Picnic fare? Gourmet vegan fare? Sunday soulfood?
Call it what you want, but this recipe for tiny-bit-sweet braised lentils with savoury hazelnut oil is pure deliciousness. No, it’s not just for vegans. And the best part is that it’s ridiculously easy.
No, I lied. The best part is that it’s delicious. The second best part is that it’s easy. The third best part? You’ll have leftovers, which means more joy and less work for all of next week. Unless you bring it to a picnic. Then there will be no leftovers… Maybe you should make a double batch?
Roasted Orange and Hazelnut Lentil Salad
Serves 6
4 medium oranges (at least 1 should be organic)
1 bunch green onions, thinly sliced (green parts only if you’re on a FODMAP diet)
2 tbsp hazelnut oil (or walnut oil, or just extra virgin olive oil in a pinch)
1/4 cup hazelnuts, or pecan or walnut halves
1/8 tsp salt
pinch black pepper or piment d’Espelette, if you’re Daniel Boulud*
1 cup French or Puy lentils, rinsed well or soaked for at least 30 minutes
1/4 tsp ground turmeric
1 bay leaf
1 1/2 cups vegetable stock or water
2 tbsp chopped fresh mint
1/4 cup chopped fresh parsley, optional
1. Preheat the oven to 375°F.
2. Zest the organic orange into a medium bowl. Juice that orange and another one into a separate bowl (you want about 1 cup of juice). Then segment the two remaining oranges by slicing off the top and bottom, removing the skin and white pith all around, then cutting in between each segment (on both sides of the membrane separating each segment. Do this above the bowl of orange juice to catch the escaping juices. Pull each segment away from the membrane (I eat the membrane…it’s delicious) and place the orange segments in the medium bowl with the zest (not with the juices).
3. Add the green onions, hazelnut oil, nuts, salt and pepper to the bowl of orange segments and zest. Spread on a small parchment-lined casserole dish or baking dish (a cake pan works well, or even a loaf pan) and roast for 12 minutes. Stir, then roast another 12-15, or until the oranges are beginning to brown and caramelize.
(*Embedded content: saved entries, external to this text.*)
//! AST-guided edit (read tool, `mode=ast_edit`).
//!
//! The edit is gated on an optimistic version hash of the on-disk
//! content, resolves symbol spans through the tree-sitter backend with a
//! DB-recorded span fallback, syntax-checks Python results before
//! writing, and requests focus indexing of the touched file afterwards.
//! On any refusal the file is byte-identical to before the call.

use super::read::{unified_diff, ReadArgs};
use super::{error_response, ToolContext};
use crate::error::{ToolCode, ToolError};
use crate::extract::{ast, Lang};
use crate::pack::{enc_id, enc_text, pack_header, ToolResponse};
use crate::stabilize::EvidenceRef;
use crate::types::SymbolKind;
use serde_json::{json, Value};
use sha2::{Digest, Sha256};
use std::path::{Path, PathBuf};
use std::str::FromStr;
use std::time::Duration;

const TOOL: &str = "read";

/// First 12 hex chars of SHA-256, the edit version token.
#[must_use]
pub fn version_hash(content: &str) -> String {
    let mut hasher = Sha256::new();
    hasher.update(content.as_bytes());
    let digest = hasher.finalize();
    digest[..6].iter().map(|b| format!("{b:02x}")).collect()
}

pub(crate) fn execute_ast_edit(
    ctx: &ToolContext,
    args: &ReadArgs,
    raw_args: &Value,
) -> ToolResponse {
    match run_edit(ctx, args, raw_args) {
        Ok(resp) => resp,
        Err(e) => error_response(ctx, TOOL, e),
    }
}

fn run_edit(ctx: &ToolContext, args: &ReadArgs, raw_args: &Value) -> Result<ToolResponse, ToolError> {
    let target = args
        .target
        .as_deref()
        .ok_or_else(|| ToolError::invalid_args("'target' is required for mode='ast_edit'"))?;
    let expected = args
        .expected_version_hash
        .as_deref()
        .ok_or_else(|| ToolError::invalid_args("'expected_version_hash' is required"))?;

    let db_path = super::resolve_target(ctx, target)?;
    let fs_path = crate::workspace::db_path_to_fs(&db_path, &ctx.roots).ok_or_else(|| {
        ToolError::new(ToolCode::RootOutOfScope, "target root is not registered")
    })?;
    let original = std::fs::read_to_string(&fs_path)
        .map_err(|e| ToolError::new(ToolCode::IoError, format!("cannot read target: {e}")))?;

    let actual = version_hash(&original);
    if actual != expected.to_lowercase() {
        return Err(ToolError::new(
            ToolCode::VersionConflict,
            format!("expected_version_hash '{expected}' does not match on-disk content '{actual}'"),
        )
        .with_field("current_version_hash", actual)
        .with_hint("re-read the file and retry with the fresh hash"));
    }

    let has_text_pair = args.old_text.is_some() && args.new_text.is_some();
    let has_symbol = args.symbol.is_some();
    if !has_text_pair && !(has_symbol && args.new_text.is_some()) {
        return Err(ToolError::invalid_args(
            "provide either (old_text, new_text) or (symbol, new_text)",
        ));
    }

    let new_text = args.new_text.as_deref().unwrap_or_default();
    let edited = if has_symbol {
        apply_symbol_edit(ctx, args, &db_path, &original, new_text)?
    } else {
        apply_text_edit(
            args.old_text.as_deref().unwrap_or_default(),
            new_text,
            &original,
        )?
    };

    // Syntax gate before anything touches the disk.
    if fs_path.extension().and_then(|e| e.to_str()) == Some("py") {
        check_python_syntax(&edited)?;
    }

    std::fs::write(&fs_path, &edited)
        .map_err(|e| ToolError::new(ToolCode::IoError, format!("write failed: {e}")))?;

    // Focus indexing of the touched file; a rejection downgrades the
    // result but never the edit itself.
    let mut warnings: Vec<String> = Vec::new();
    let focus_indexing = match ctx.indexer.index_file(&fs_path) {
        Err(e) => {
            warnings.push(format!("focus indexing rejected: {e}"));
            "failed"
        }
        Ok(()) => {
            let timeout = args.sync_timeout_ms.unwrap_or(0).max(0) as u64;
            if timeout > 0 {
                ctx.store.flush();
                if ctx.indexer.wait_for_drain(Duration::from_millis(timeout)) {
                    ctx.store.flush();
                    "complete"
                } else {
                    "triggered"
                }
            } else {
                "triggered"
            }
        }
    };

    let (diff, additions, deletions) = unified_diff(&original, &edited, 2);
    let new_hash = version_hash(&edited);
    let next_calls = build_test_next_calls(ctx, args.symbol.as_deref(), &fs_path);

    let session_key = ctx.stabilization.session_key(raw_args, &ctx.roots);
    let snapshot = ctx.stabilization.record_read(
        &session_key,
        diff.lines().count() as u64,
        diff.len() as u64,
        diff.lines().count() as u64,
    );
    let evidence = vec![EvidenceRef {
        kind: "diff",
        path: db_path.clone(),
        start_line: 1,
        end_line: (diff.lines().count().max(1)) as u32,
        content_hash: crate::extract::compute_hash(&diff),
        candidate_id: None,
    }];

    let payload = json!({
        "updated": true,
        "path": &db_path,
        "version_hash": &new_hash,
        "additions": additions,
        "deletions": deletions,
        "diff": &diff,
        "focus_indexing": focus_indexing,
        "meta": {
            "stabilization": {
                "budget_state": "OK",
                "warnings": warnings,
                "suggested_next_action": "none",
                "metrics_snapshot": serde_json::to_value(&snapshot).unwrap_or_default(),
                "evidence_refs": serde_json::to_value(&evidence).unwrap_or_default(),
                "reason_codes": [],
                "next_calls": next_calls,
            }
        }
    });

    let pack = [
        pack_header(
            TOOL,
            &[
                ("mode", "ast_edit".into()),
                ("path", enc_id(&db_path)),
                ("updated", "true".into()),
                ("version", new_hash),
                ("adds", additions.to_string()),
                ("dels", deletions.to_string()),
                ("focus", focus_indexing.into()),
            ],
            None,
            None,
            None,
        ),
        format!("t:{}", enc_text(&diff)),
    ]
    .join("\n");

    Ok(ToolResponse::ok(payload, pack))
}

/// Plain text replacement; `old_text` must occur exactly once.
fn apply_text_edit(old_text: &str, new_text: &str, original: &str) -> Result<String, ToolError> {
    if old_text.is_empty() {
        return Err(ToolError::invalid_args("old_text must not be empty"));
    }
    let occurrences = original.matches(old_text).count();
    match occurrences {
        0 => Err(ToolError::invalid_args(
            "old_text not found in the target file",
        )
        .with_hint("re-read the file; its content may have moved")),
        1 => Ok(original.replacen(old_text, new_text, 1)),
        n => Err(ToolError::invalid_args(format!(
            "old_text occurs {n} times; provide a longer unique span"
        ))),
    }
}

/// Symbol-block replacement with AST span resolution and DB fallback.
fn apply_symbol_edit(
    ctx: &ToolContext,
    args: &ReadArgs,
    db_path: &str,
    original: &str,
    new_text: &str,
) -> Result<String, ToolError> {
    let symbol = args.symbol.as_deref().unwrap_or_default();
    let kind = match args.symbol_kind.as_deref() {
        None => None,
        Some(raw) => Some(
            SymbolKind::from_str(raw)
                .map_err(|e| ToolError::new(ToolCode::SymbolKindInvalid, e))?,
        ),
    };

    let (_, rel) = crate::workspace::split_db_path(db_path);
    let lang = Lang::from_rel_path(rel);

    // (a) tree-sitter span, with qualname disambiguation.
    let mut span: Option<(u32, u32)> = None;
    if let Some(lang) = lang {
        if let Some(mut spans) = ast::find_symbol_spans(lang, original, symbol, kind) {
            if spans.len() > 1 {
                if let Some(qual) = args.symbol_qualname.as_deref() {
                    spans.retain(|s| s.qualname == qual);
                }
            }
            match spans.len() {
                0 => {}
                1 => span = Some((spans[0].start_line, spans[0].end_line)),
                _ => {
                    return Err(ToolError::new(
                        ToolCode::SymbolResolutionFailed,
                        format!(
                            "symbol '{symbol}' is ambiguous ({} candidates); pass symbol_qualname",
                            spans.len()
                        ),
                    ))
                }
            }
        }
    }

    // (b) DB-recorded span when the AST cannot answer.
    if span.is_none() {
        let row = ctx.store.get_symbol_block(db_path, symbol)?;
        span = row.map(|r| (r.line, r.end_line));
    }
    let Some((start, end)) = span else {
        return Err(ToolError::new(
            ToolCode::SymbolResolutionFailed,
            format!("cannot locate symbol '{symbol}' in {db_path}"),
        )
        .with_next_call(json!({
            "tool": "search",
            "arguments": {"query": symbol, "search_type": "symbol"}
        })));
    };

    let lines: Vec<&str> = original.lines().collect();
    if start == 0 || end as usize > lines.len() || start > end {
        return Err(ToolError::new(
            ToolCode::SymbolResolutionFailed,
            format!("recorded span {start}-{end} is outside the current file"),
        ));
    }
    let block = lines[(start - 1) as usize..end as usize].join("\n");

    // Scoped old_text replacement inside the block; must be unique there.
    let replacement = if let Some(old_text) = args.old_text.as_deref() {
        let occurrences = block.matches(old_text).count();
        if occurrences != 1 {
            return Err(ToolError::new(
                ToolCode::SymbolBlockMismatch,
                format!(
                    "old_text occurs {occurrences} times within the '{symbol}' block (expected exactly 1)"
                ),
            ));
        }
        block.replacen(old_text, new_text, 1)
    } else {
        new_text.to_string()
    };

    let mut out: Vec<&str> = Vec::with_capacity(lines.len());
    out.extend(&lines[..(start - 1) as usize]);
    let replacement_lines: Vec<&str> = replacement.lines().collect();
    out.extend(&replacement_lines);
    out.extend(&lines[end as usize..]);
    let mut edited = out.join("\n");
    if original.ends_with('\n') && !edited.ends_with('\n') {
        edited.push('\n');
    }
    Ok(edited)
}

/// Python syntax gate: tree-sitter ERROR nodes when the backend is
/// available, a bracket/indent sanity check otherwise.
fn check_python_syntax(content: &str) -> Result<(), ToolError> {
    match ast::python_parse_ok(content) {
        Some(true) => Ok(()),
        Some(false) => Err(ToolError::invalid_args(
            "edited content is not valid Python (parse error); file left unchanged",
        )),
        None => lightweight_python_check(content),
    }
}

fn lightweight_python_check(content: &str) -> Result<(), ToolError> {
    let mut depth: i64 = 0;
    for c in content.chars() {
        match c {
            '(' | '[' | '{' => depth += 1,
            ')' | ']' | '}' => depth -= 1,
            _ => {}
        }
        if depth < 0 {
            return Err(ToolError::invalid_args(
                "unbalanced brackets in edited content; file left unchanged",
            ));
        }
    }
    if depth != 0 {
        return Err(ToolError::invalid_args(
            "unbalanced brackets in edited content; file left unchanged",
        ));
    }
    // A block-opening line must be followed by a more-indented line.
    let lines: Vec<&str> = content.lines().collect();
    for (i, line) in lines.iter().enumerate() {
        let trimmed = line.trim_end();
        if trimmed.ends_with(':') && !trimmed.trim_start().starts_with('#') {
            let indent = line.len() - line.trim_start().len();
            let has_body = lines
                .iter()
                .skip(i + 1)
                .find(|l| !l.trim().is_empty())
                .is_some_and(|l| l.len() - l.trim_start().len() > indent);
            if !has_body {
                return Err(ToolError::invalid_args(
                    "block with no indented body in edited content; file left unchanged",
                ));
            }
        }
    }
    Ok(())
}

/// Prefers tests referencing the edited symbol for the follow-up hint.
fn build_test_next_calls(ctx: &ToolContext, symbol: Option<&str>, edited: &Path) -> Vec<Value> {
    let mut command = "pytest -q".to_string();
    if let Some(symbol) = symbol {
        if let Some(test_file) = find_test_referencing(ctx, symbol) {
            command = format!("pytest -q {}", test_file.display());
        }
    } else if let Some(name) = edited.file_stem().and_then(|s| s.to_str()) {
        if let Some(test_file) = find_test_referencing(ctx, name) {
            command = format!("pytest -q {}", test_file.display());
        }
    }
    vec![json!({
        "tool": "run_command",
        "arguments": { "command": command }
    })]
}

/// Bounded walk over `tests/` directories looking for a file that
/// mentions the symbol.
fn find_test_referencing(ctx: &ToolContext, symbol: &str) -> Option<PathBuf> {
    const MAX_CANDIDATES: usize = 200;
    let mut checked = 0;
    for root in &ctx.roots {
        for dir_name in ["tests", "test"] {
            let dir = root.join(dir_name);
            if !dir.is_dir() {
                continue;
            }
            let mut stack = vec![dir];
            while let Some(current) = stack.pop() {
                let Ok(entries) = std::fs::read_dir(&current) else {
                    continue;
                };
                for entry in entries.flatten() {
                    let path = entry.path();
                    if path.is_dir() {
                        stack.push(path);
                        continue;
                    }
                    checked += 1;
                    if checked > MAX_CANDIDATES {
                        return None;
                    }
                    let name = path.file_name().and_then(|n| n.to_str()).unwrap_or("");
                    if !name.starts_with("test") && !name.ends_with("_test.py") {
                        continue;
                    }
                    if let Ok(content) = std::fs::read_to_string(&path) {
                        if content.contains(symbol) {
                            return path.strip_prefix(root).map(Path::to_path_buf).ok().or(Some(path));
                        }
                    }
                }
            }
        }
    }
    None
}

#[cfg(test)]
mod tests {
    use super::*;

    #[test]
    fn test_version_hash_is_12_hex() {
        let h = version_hash("def target():\n    return 1\n");
        assert_eq!(h.len(), 12);
        assert!(h.chars().all(|c| c.is_ascii_hexdigit()));
        assert_eq!(h, version_hash("def target():\n    return 1\n"));
        assert_ne!(h, version_hash("other"));
    }

    #[test]
    fn test_apply_text_edit_unique() {
        let edited = apply_text_edit("x = 1", "x = 2", "a\nx = 1\nb\n").unwrap();
        assert_eq!(edited, "a\nx = 2\nb\n");
    }

    #[test]
    fn test_apply_text_edit_missing_and_ambiguous() {
        assert!(apply_text_edit("nope", "y", "a\n").is_err());
        let err = apply_text_edit("x", "y", "x x\n").unwrap_err();
        assert!(err.message.contains("2 times"));
    }

    #[test]
    fn test_lightweight_python_check() {
        assert!(lightweight_python_check("def f():\n    return 1\n").is_ok());
        assert!(lightweight_python_check("def f(:\n").is_err());
        assert!(lightweight_python_check("def f():\nreturn 1\n").is_err());
    }
}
4. Meanwhile, rinse and drain the lentils and bring them a boil with the turmeric, bay leaf and stock or water and the reserved orange juice in a medium pot. You can add ~1/2 tsp salt if there’s not a lot of sodium in your stock, or add 3/4 tsp salt if you’re using water. Reduce the heat to medium-low and simmer for 25 minutes, or until the lentils are tender.
5. Drain the lentils and transfer them to a large bowl. Add the roasted oranges, mint and parsley. Taste and add salt and pepper as desired.